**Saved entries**
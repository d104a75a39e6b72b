//! Configuration for the sync engine.

/// Trigger point used for schema sync when none is configured.
pub const DEFAULT_TRIGGER_POINT: &str = "System";

/// Store category that receives dynamic field records.
pub const DYNAMIC_FIELD_STORE: &str = "DynamicField";

/// What one logical group does.
#[derive(Debug, Clone, PartialEq, Eq)]
pub enum GroupKind {
    /// Fixed categories, synced sequentially in this order.
    Fixed(Vec<String>),
    /// Every dynamic dataset of the batch.
    Dynamic,
    /// Identity schema and process specs, fetched separately.
    Schema,
}

/// A unit of work run by one concurrent task.
#[derive(Debug, Clone, PartialEq, Eq)]
pub struct LogicalGroup {
    /// Group name used in logs and failure causes.
    pub name: String,
    /// What the group syncs.
    pub kind: GroupKind,
}

impl LogicalGroup {
    /// A group of fixed categories.
    pub fn fixed(name: impl Into<String>, categories: &[&str]) -> Self {
        Self {
            name: name.into(),
            kind: GroupKind::Fixed(categories.iter().map(|c| (*c).to_string()).collect()),
        }
    }

    /// The dynamic field group.
    pub fn dynamic(name: impl Into<String>) -> Self {
        Self {
            name: name.into(),
            kind: GroupKind::Dynamic,
        }
    }

    /// The schema group.
    pub fn schema(name: impl Into<String>) -> Self {
        Self {
            name: name.into(),
            kind: GroupKind::Schema,
        }
    }

    /// Store categories this group writes to.
    pub fn store_categories(&self) -> Vec<&str> {
        match &self.kind {
            GroupKind::Fixed(categories) => categories.iter().map(String::as_str).collect(),
            GroupKind::Dynamic => vec![DYNAMIC_FIELD_STORE],
            GroupKind::Schema => Vec::new(),
        }
    }
}

/// The set of logical groups run by one round.
#[derive(Debug, Clone, PartialEq, Eq)]
pub struct SyncPlan {
    groups: Vec<LogicalGroup>,
}

impl SyncPlan {
    /// Creates a plan from groups, run concurrently and reported in this order.
    #[must_use]
    pub fn new(groups: Vec<LogicalGroup>) -> Self {
        Self { groups }
    }

    /// The standard plan: ten data groups plus schema sync.
    #[must_use]
    pub fn standard() -> Self {
        Self::new(vec![
            LogicalGroup::fixed(
                "machine",
                &["MachineType", "MachineSpecification", "Machine"],
            ),
            LogicalGroup::fixed(
                "registration-center",
                &[
                    "RegistrationCenterType",
                    "RegistrationCenter",
                    "RegistrationCenterMachine",
                    "RegistrationCenterUser",
                ],
            ),
            LogicalGroup::fixed(
                "app-detail",
                &["AppRolePriority", "AppAuthenticationMethod"],
            ),
            LogicalGroup::fixed(
                "template",
                &["TemplateFileFormat", "TemplateType", "Template"],
            ),
            LogicalGroup::fixed(
                "document",
                &[
                    "DocumentType",
                    "DocumentCategory",
                    "ApplicantValidDocument",
                    "ValidDocument",
                ],
            ),
            LogicalGroup::fixed(
                "biometric-location",
                &[
                    "BiometricType",
                    "BiometricAttribute",
                    "IdType",
                    "Location",
                    "LocationHierarchy",
                ],
            ),
            LogicalGroup::fixed(
                "miscellaneous-1",
                &[
                    "BlacklistedWords",
                    "ProcessList",
                    "ScreenDetail",
                    "ScreenAuthorization",
                ],
            ),
            LogicalGroup::fixed(
                "miscellaneous-2",
                &["Language", "ReasonCategory", "ReasonList", "SyncJobDef"],
            ),
            LogicalGroup::dynamic("dynamic-field"),
            LogicalGroup::fixed("permitted-config", &["PermittedLocalConfig"]),
            LogicalGroup::schema("schema"),
        ])
    }

    /// Adds a group at the end.
    #[must_use]
    pub fn with_group(mut self, group: LogicalGroup) -> Self {
        self.groups.push(group);
        self
    }

    /// Groups in plan order.
    #[must_use]
    pub fn groups(&self) -> &[LogicalGroup] {
        &self.groups
    }

    /// Every fixed category in plan order.
    #[must_use]
    pub fn fixed_categories(&self) -> Vec<&str> {
        self.groups
            .iter()
            .filter(|g| matches!(g.kind, GroupKind::Fixed(_)))
            .flat_map(LogicalGroup::store_categories)
            .collect()
    }

    /// Every store category the plan writes to, including the dynamic field store.
    #[must_use]
    pub fn store_categories(&self) -> Vec<&str> {
        self.groups
            .iter()
            .flat_map(LogicalGroup::store_categories)
            .collect()
    }
}

impl Default for SyncPlan {
    fn default() -> Self {
        Self::standard()
    }
}

/// Configuration for sync rounds.
#[derive(Debug, Clone)]
pub struct SyncConfig {
    /// Groups to run.
    pub plan: SyncPlan,
    /// Trigger point passed to the schema endpoint.
    pub schema_trigger_point: String,
    /// Delete stored dynamic fields sharing a name with incoming ones
    /// before upserting.
    pub resolve_dynamic_duplicates: bool,
}

impl SyncConfig {
    /// Creates the default configuration.
    pub fn new() -> Self {
        Self {
            plan: SyncPlan::standard(),
            schema_trigger_point: DEFAULT_TRIGGER_POINT.to_string(),
            resolve_dynamic_duplicates: true,
        }
    }

    /// Sets the plan.
    pub fn with_plan(mut self, plan: SyncPlan) -> Self {
        self.plan = plan;
        self
    }

    /// Sets the schema trigger point.
    pub fn with_schema_trigger_point(mut self, trigger_point: impl Into<String>) -> Self {
        self.schema_trigger_point = trigger_point.into();
        self
    }

    /// Enables or disables dynamic field duplicate resolution.
    pub fn with_dynamic_duplicate_resolution(mut self, enabled: bool) -> Self {
        self.resolve_dynamic_duplicates = enabled;
        self
    }
}

impl Default for SyncConfig {
    fn default() -> Self {
        Self::new()
    }
}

**What you need to do**
Each line of the data should be reproduced exactly as it appears.

**Result of this exercise**
repository d104a75a39e6b72b
//! Configuration for the sync engine.

/// Trigger point used for schema sync when none is configured.
pub const DEFAULT_TRIGGER_POINT: &str = "System";

/// Store category that receives dynamic field records.
pub const DYNAMIC_FIELD_STORE: &str = "DynamicField";

/// What one logical group does.
#[derive(Debug, Clone, PartialEq, Eq)]
pub enum GroupKind {
    /// Fixed categories, synced sequentially in this order.
    Fixed(Vec<String>),
    /// Every dynamic dataset of the batch.
    Dynamic,
    /// Identity schema and process specs, fetched separately.
    Schema,
}

/// A unit of work run by one concurrent task.
#[derive(Debug, Clone, PartialEq, Eq)]
pub struct LogicalGroup {
    /// Group name used in logs and failure causes.
    pub name: String,
    /// What the group syncs.
    pub kind: GroupKind,
}

impl LogicalGroup {
    /// A group of fixed categories.
    pub fn fixed(name: impl Into<String>, categories: &[&str]) -> Self {
        Self {
            name: name.into(),
            kind: GroupKind::Fixed(categories.iter().map(|c| (*c).to_string()).collect()),
        }
    }

    /// The dynamic field group.
    pub fn dynamic(name: impl Into<String>) -> Self {
        Self {
            name: name.into(),
            kind: GroupKind::Dynamic,
        }
    }

    /// The schema group.
    pub fn schema(name: impl Into<String>) -> Self {
        Self {
            name: name.into(),
            kind: GroupKind::Schema,
        }
    }

    /// Store categories this group writes to.
    pub fn store_categories(&self) -> Vec<&str> {
        match &self.kind {
            GroupKind::Fixed(categories) => categories.iter().map(String::as_str).collect(),
            GroupKind::Dynamic => vec![DYNAMIC_FIELD_STORE],
            GroupKind::Schema => Vec::new(),
        }
    }
}

/// The set of logical groups run by one round.
#[derive(Debug, Clone, PartialEq, Eq)]
pub struct SyncPlan {
    groups: Vec<LogicalGroup>,
}

impl SyncPlan {
    /// Creates a plan from groups, run concurrently and reported in this order.
    #[must_use]
    pub fn new(groups: Vec<LogicalGroup>) -> Self {
        Self { groups }
    }

    /// The standard plan: ten data groups plus schema sync.
    #[must_use]
    pub fn standard() -> Self {
        Self::new(vec![
            LogicalGroup::fixed(
                "machine",
                &["MachineType", "MachineSpecification", "Machine"],
            ),
            LogicalGroup::fixed(
                "registration-center",
                &[
                    "RegistrationCenterType",
                    "RegistrationCenter",
                    "RegistrationCenterMachine",
                    "RegistrationCenterUser",
                ],
            ),
            LogicalGroup::fixed(
                "app-detail",
                &["AppRolePriority", "AppAuthenticationMethod"],
            ),
            LogicalGroup::fixed(
                "template",
                &["TemplateFileFormat", "TemplateType", "Template"],
            ),
            LogicalGroup::fixed(
                "document",
                &[
                    "DocumentType",
                    "DocumentCategory",
                    "ApplicantValidDocument",
                    "ValidDocument",
                ],
            ),
            LogicalGroup::fixed(
                "biometric-location",
                &[
                    "BiometricType",
                    "BiometricAttribute",
                    "IdType",
                    "Location",
                    "LocationHierarchy",
                ],
            ),
            LogicalGroup::fixed(
                "miscellaneous-1",
                &[
                    "BlacklistedWords",
                    "ProcessList",
                    "ScreenDetail",
                    "ScreenAuthorization",
                ],
            ),
            LogicalGroup::fixed(
                "miscellaneous-2",
                &["Language", "ReasonCategory", "ReasonList", "SyncJobDef"],
            ),
            LogicalGroup::dynamic("dynamic-field"),
            LogicalGroup::fixed("permitted-config", &["PermittedLocalConfig"]),
            LogicalGroup::schema("schema"),
        ])
    }

    /// Adds a group at the end.
    #[must_use]
    pub fn with_group(mut self, group: LogicalGroup) -> Self {
        self.groups.push(group);
        self
    }

    /// Groups in plan order.
    #[must_use]
    pub fn groups(&self) -> &[LogicalGroup] {
        &self.groups
    }

    /// Every fixed category in plan order.
    #[must_use]
    pub fn fixed_categories(&self) -> Vec<&str> {
        self.groups
            .iter()
            .filter(|g| matches!(g.kind, GroupKind::Fixed(_)))
            .flat_map(LogicalGroup::store_categories)
            .collect()
    }

    /// Every store category the plan writes to, including the dynamic field store.
    #[must_use]
    pub fn store_categories(&self) -> Vec<&str> {
        self.groups
            .iter()
            .flat_map(LogicalGroup::store_categories)
            .collect()
    }
}

impl Default for SyncPlan {
    fn default() -> Self {
        Self::standard()
    }
}

/// Configuration for sync rounds.
#[derive(Debug, Clone)]
pub struct SyncConfig {
    /// Groups to run.
    pub plan: SyncPlan,
    /// Trigger point passed to the schema endpoint.
    pub schema_trigger_point: String,
    /// Delete stored dynamic fields sharing a name with incoming ones
    /// before upserting.
    pub resolve_dynamic_duplicates: bool,
}

impl SyncConfig {
    /// Creates the default configuration.
    pub fn new() -> Self {
        Self {
            plan: SyncPlan::standard(),
            schema_trigger_point: DEFAULT_TRIGGER_POINT.to_string(),
            resolve_dynamic_duplicates: true,
        }
    }

    /// Sets the plan.
    pub fn with_plan(mut self, plan: SyncPlan) -> Self {
        self.plan = plan;
        self
    }

    /// Sets the schema trigger point.
    pub fn with_schema_trigger_point(mut self, trigger_point: impl Into<String>) -> Self {
        self.schema_trigger_point = trigger_point.into();
        self
    }

    /// Enables or disables dynamic field duplicate resolution.
    pub fn with_dynamic_duplicate_resolution(mut self, enabled: bool) -> Self {
        self.resolve_dynamic_duplicates = enabled;
        self
    }
}

impl Default for SyncConfig {
    fn default() -> Self {
        Self::new()
    }
}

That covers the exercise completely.